▶ DATA TO USE

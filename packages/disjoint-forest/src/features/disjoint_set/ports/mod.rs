//! Ports (Interfaces) for disjoint-set forests
//!
//! Both the dense index forest and the keyed forest answer the same three
//! questions, so code written against [`DisjointSets`] (tests, benchmarks,
//! callers that do not care about the key domain) runs on either.

use crate::errors::Result;

/// Make / find / union over some element identity
///
/// # Example
/// ```
/// use disjoint_forest::{DisjointSetForest, DisjointSets};
///
/// fn join_all<S: DisjointSets<Key = &'static str>>(sets: &mut S) {
///     for key in ["a", "b", "c"] {
///         sets.make_set(key).unwrap();
///     }
///     sets.union_sets(&"a", &"b").unwrap();
///     sets.union_sets(&"b", &"c").unwrap();
/// }
///
/// let mut forest = DisjointSetForest::new();
/// join_all(&mut forest);
/// assert_eq!(forest.find_set(&"a").unwrap(), "b");
/// ```
pub trait DisjointSets {
    type Key;

    /// Register `key` as a singleton set; no-op if already registered.
    ///
    /// Fails with `InvalidArgument` when the forest cannot hold `key` as a
    /// set of its own (index overflow, or a dense index past the next free
    /// one); nothing is registered then.
    fn make_set(&mut self, key: Self::Key) -> Result<()>;

    /// Representative of the set containing `key`.
    ///
    /// Fails with `NotFound` if `key` was never registered.
    fn find_set(&mut self, key: &Self::Key) -> Result<Self::Key>;

    /// Merge the sets containing `first` and `second`.
    ///
    /// On equal ranks the root of `second`'s set becomes the new root.
    /// Fails with `NotFound`, without mutating anything, if either key is
    /// unregistered.
    fn union_sets(&mut self, first: &Self::Key, second: &Self::Key) -> Result<()>;

    /// Whether `first` and `second` share a representative.
    fn same_set(&mut self, first: &Self::Key, second: &Self::Key) -> Result<bool>
    where
        Self::Key: PartialEq,
    {
        let a = self.find_set(first)?;
        let b = self.find_set(second)?;
        Ok(a == b)
    }
}
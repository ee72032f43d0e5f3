//! Graph tree validation on a dense Union-Find
//!
//! A simple undirected graph on `0..n` is a tree iff it has exactly `n - 1`
//! edges, no edge closes a cycle, and one component remains. The edge count
//! is checked first because it needs no union-find work at all.

use tracing::debug;

use crate::config::{ConfigResult, EmptyGraphPolicy, ValidatorConfig};
use crate::errors::{ForestError, Result};
use crate::features::disjoint_set::UnionFind;
use crate::features::tree_validation::domain::TreeVerdict;
use crate::shared::models::{Edge, VertexId};

/// Decides whether an undirected graph on `0..n` is a single tree
#[derive(Debug, Clone, Default)]
pub struct GraphTreeValidator {
    config: ValidatorConfig,
}

impl GraphTreeValidator {
    pub fn new(config: ValidatorConfig) -> ConfigResult<Self> {
        config.validate()?;
        Ok(Self { config })
    }

    pub fn config(&self) -> &ValidatorConfig {
        &self.config
    }

    /// Whether the graph is a valid tree
    ///
    /// Errors (never `false`) on negative `n`, `n` above the configured
    /// maximum, or an endpoint outside `0..n`.
    pub fn is_valid_tree(&self, n: i64, edges: &[Edge]) -> Result<bool> {
        Ok(self.validate(n, edges)?.is_tree())
    }

    /// Check the graph and report why it is not a tree
    pub fn validate(&self, n: i64, edges: &[Edge]) -> Result<TreeVerdict> {
        if n < 0 {
            return Err(ForestError::invalid_argument(format!(
                "Number of vertices cannot be negative: {}",
                n
            )));
        }
        let vertex_count = VertexId::try_from(n)
            .ok()
            .filter(|&count| count <= self.config.max_vertices)
            .ok_or_else(|| {
                ForestError::invalid_argument(format!(
                    "Number of vertices {} exceeds the limit of {}",
                    n, self.config.max_vertices
                ))
            })?;

        if vertex_count == 0 {
            let accepted =
                edges.is_empty() && self.config.empty_graph == EmptyGraphPolicy::Accept;
            return Ok(if accepted {
                TreeVerdict::Tree
            } else {
                TreeVerdict::EmptyGraph
            });
        }

        let expected = (vertex_count - 1) as usize;
        if edges.len() != expected {
            debug!(
                n,
                expected,
                actual = edges.len(),
                "edge count rules out a tree"
            );
            return Ok(TreeVerdict::EdgeCountMismatch {
                expected,
                actual: edges.len(),
            });
        }

        if self.config.check_all_endpoints {
            for edge in edges {
                resolve(edge, n)?;
            }
        }

        let mut forest = UnionFind::new(vertex_count);
        for (edge_index, edge) in edges.iter().enumerate() {
            let (u, v) = resolve(edge, n)?;
            if !forest.union(u, v) {
                debug!(edge_index, %edge, "edge closes a cycle");
                return Ok(TreeVerdict::Cycle {
                    edge_index,
                    edge: *edge,
                });
            }
        }

        // n - 1 acyclic edges always leave one component; kept as a guard
        let components = forest.count();
        if components == 1 {
            Ok(TreeVerdict::Tree)
        } else {
            debug!(components, "graph is disconnected");
            Ok(TreeVerdict::Disconnected { components })
        }
    }
}

fn resolve(edge: &Edge, n: i64) -> Result<(VertexId, VertexId)> {
    edge.endpoints_within(n)
        .map_err(|vertex| ForestError::vertex_out_of_range(vertex, n))
}

/// Tree check with the default configuration
///
/// ```
/// use disjoint_forest::{is_valid_tree, Edge};
///
/// let edges: Vec<Edge> = vec![(0, 1).into(), (0, 2).into(), (0, 3).into(), (1, 4).into()];
/// assert!(is_valid_tree(5, &edges).unwrap());
/// ```
pub fn is_valid_tree(n: i64, edges: &[Edge]) -> Result<bool> {
    GraphTreeValidator::default().is_valid_tree(n, edges)
}

#[cfg(test)]
mod tests {
    use super::*;
    use crate::errors::ErrorKind;
    use pretty_assertions::assert_eq;

    fn edges(pairs: &[(i64, i64)]) -> Vec<Edge> {
        pairs.iter().copied().map(Edge::from).collect()
    }

    #[test]
    fn test_star_with_tail_is_tree() {
        let graph = edges(&[(0, 1), (0, 2), (0, 3), (1, 4)]);
        assert!(is_valid_tree(5, &graph).unwrap());
    }

    #[test]
    fn test_extra_edge_is_not_tree() {
        let graph = edges(&[(0, 1), (1, 2), (2, 3), (1, 3), (1, 4)]);
        assert!(!is_valid_tree(5, &graph).unwrap());

        let verdict = GraphTreeValidator::default().validate(5, &graph).unwrap();
        assert_eq!(
            verdict,
            TreeVerdict::EdgeCountMismatch {
                expected: 4,
                actual: 5
            }
        );
    }

    #[test]
    fn test_single_vertex_is_tree() {
        assert!(is_valid_tree(1, &[]).unwrap());
    }

    #[test]
    fn test_disconnected_forest_is_not_tree() {
        let graph = edges(&[(0, 1), (2, 3)]);
        assert!(!is_valid_tree(4, &graph).unwrap());
    }

    #[test]
    fn test_out_of_range_endpoint_is_error() {
        let graph = edges(&[(0, 1), (1, 5)]);
        let err = is_valid_tree(3, &graph).unwrap_err();
        assert_eq!(err.kind, ErrorKind::InvalidArgument);
        assert!(err.message.contains('5'));
    }

    #[test]
    fn test_negative_endpoint_is_error() {
        let graph = edges(&[(0, -1)]);
        assert!(is_valid_tree(2, &graph).unwrap_err().is_invalid_argument());
    }

    #[test]
    fn test_negative_vertex_count_is_error() {
        let err = is_valid_tree(-1, &[]).unwrap_err();
        assert!(err.is_invalid_argument());
        assert!(err.message.contains("negative"));
    }

    #[test]
    fn test_vertex_count_above_limit_is_error() {
        let validator =
            GraphTreeValidator::new(ValidatorConfig::default().max_vertices(3)).unwrap();
        assert!(validator.is_valid_tree(3, &edges(&[(0, 1), (1, 2)])).unwrap());
        assert!(validator
            .is_valid_tree(4, &[])
            .unwrap_err()
            .is_invalid_argument());

        // Beyond the dense index range
        assert!(is_valid_tree(i64::from(u32::MAX) + 1, &[])
            .unwrap_err()
            .is_invalid_argument());
    }

    #[test]
    fn test_edge_count_checked_before_endpoints() {
        // Wrong count short-circuits even with a bad endpoint present
        let graph = edges(&[(0, 9)]);
        assert!(!is_valid_tree(4, &graph).unwrap());
    }

    #[test]
    fn test_cycle_reports_first_closing_edge() {
        // Right count, but (2, 0) closes 0-1-2 and vertex 3 is left out
        let graph = edges(&[(0, 1), (1, 2), (2, 0)]);
        let verdict = GraphTreeValidator::default().validate(4, &graph).unwrap();
        assert_eq!(
            verdict,
            TreeVerdict::Cycle {
                edge_index: 2,
                edge: Edge::new(2, 0)
            }
        );
    }

    #[test]
    fn test_self_loop_is_cycle() {
        let graph = edges(&[(0, 1), (1, 1)]);
        let verdict = GraphTreeValidator::default().validate(3, &graph).unwrap();
        assert!(matches!(verdict, TreeVerdict::Cycle { edge_index: 1, .. }));
    }

    #[test]
    fn test_duplicate_edge_is_cycle() {
        let graph = edges(&[(0, 1), (1, 0)]);
        assert!(!is_valid_tree(3, &graph).unwrap());
    }

    #[test]
    fn test_eager_endpoint_check_beats_cycle() {
        // Cycle at index 1, bad endpoint at index 2
        let graph = edges(&[(0, 1), (1, 0), (2, 7)]);
        assert!(is_valid_tree(4, &graph).unwrap_err().is_invalid_argument());
    }

    #[test]
    fn test_lazy_endpoint_check_stops_at_cycle() {
        let validator =
            GraphTreeValidator::new(ValidatorConfig::default().check_all_endpoints(false))
                .unwrap();
        let graph = edges(&[(0, 1), (1, 0), (2, 7)]);
        assert!(!validator.is_valid_tree(4, &graph).unwrap());

        // A bad endpoint before any cycle is still an error
        let graph = edges(&[(0, 1), (2, 7), (1, 0)]);
        assert!(validator.is_valid_tree(4, &graph).is_err());
    }

    #[test]
    fn test_empty_graph_rejected_by_default() {
        let verdict = GraphTreeValidator::default().validate(0, &[]).unwrap();
        assert_eq!(verdict, TreeVerdict::EmptyGraph);
        assert!(!is_valid_tree(0, &[]).unwrap());
    }

    #[test]
    fn test_empty_graph_accepted_by_policy() {
        let validator =
            GraphTreeValidator::new(ValidatorConfig::default().empty_graph(EmptyGraphPolicy::Accept))
                .unwrap();
        assert!(validator.is_valid_tree(0, &[]).unwrap());
        // No vertex exists for an edge to touch
        assert!(!validator.is_valid_tree(0, &edges(&[(0, 0)])).unwrap());
    }

    #[test]
    fn test_invalid_config_rejected() {
        assert!(GraphTreeValidator::new(ValidatorConfig::default().max_vertices(0)).is_err());
    }
}
//! Application layer: graph documents in, verdicts out

pub mod graph_input;

pub use graph_input::{GraphInput, InputFormat};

▶ WHAT YOU ARE ASKED TO DO
Copy out the lines above word for word, stopping after the line containing "when the forest".

▶ WRITTEN RESPONSE
filename packages/disjoint-forest/src/features/disjoint_set/ports/mod.rs
//! Ports (Interfaces) for disjoint-set forests
//!
//! Both the dense index forest and the keyed forest answer the same three
//! questions, so code written against [`DisjointSets`] (tests, benchmarks,
//! callers that do not care about the key domain) runs on either.

use crate::errors::Result;

/// Make / find / union over some element identity
///
/// # Example
/// ```
/// use disjoint_forest::{DisjointSetForest, DisjointSets};
///
/// fn join_all<S: DisjointSets<Key = &'static str>>(sets: &mut S) {
///     for key in ["a", "b", "c"] {
///         sets.make_set(key).unwrap();
///     }
///     sets.union_sets(&"a", &"b").unwrap();
///     sets.union_sets(&"b", &"c").unwrap();
/// }
///
/// let mut forest = DisjointSetForest::new();
/// join_all(&mut forest);
/// assert_eq!(forest.find_set(&"a").unwrap(), "b");
/// ```
pub trait DisjointSets {
    type Key;

    /// Register `key` as a singleton set; no-op if already registered.
    ///
    /// Fails with `InvalidArgument` when the forest cannot hold `key` as a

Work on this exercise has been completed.